▶ _Stored data_:

//! Terminal plotting.

pub mod ascii;

pub use ascii::render_timeline_plot;
use std::process::ExitCode;

fn main() -> ExitCode {
    match fuelcast::app::run() {
        Ok(()) => ExitCode::SUCCESS,
        Err(err) => {
            eprintln!("{err}");
            ExitCode::from(err.exit_code())
        }
    }
}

▶ _EXERCISE GOAL_: What is needed is every line of the records that contains the word "ascii".

▶ _EXERCISE RESULT_:
pub mod ascii;
pub use ascii::render_timeline_plot;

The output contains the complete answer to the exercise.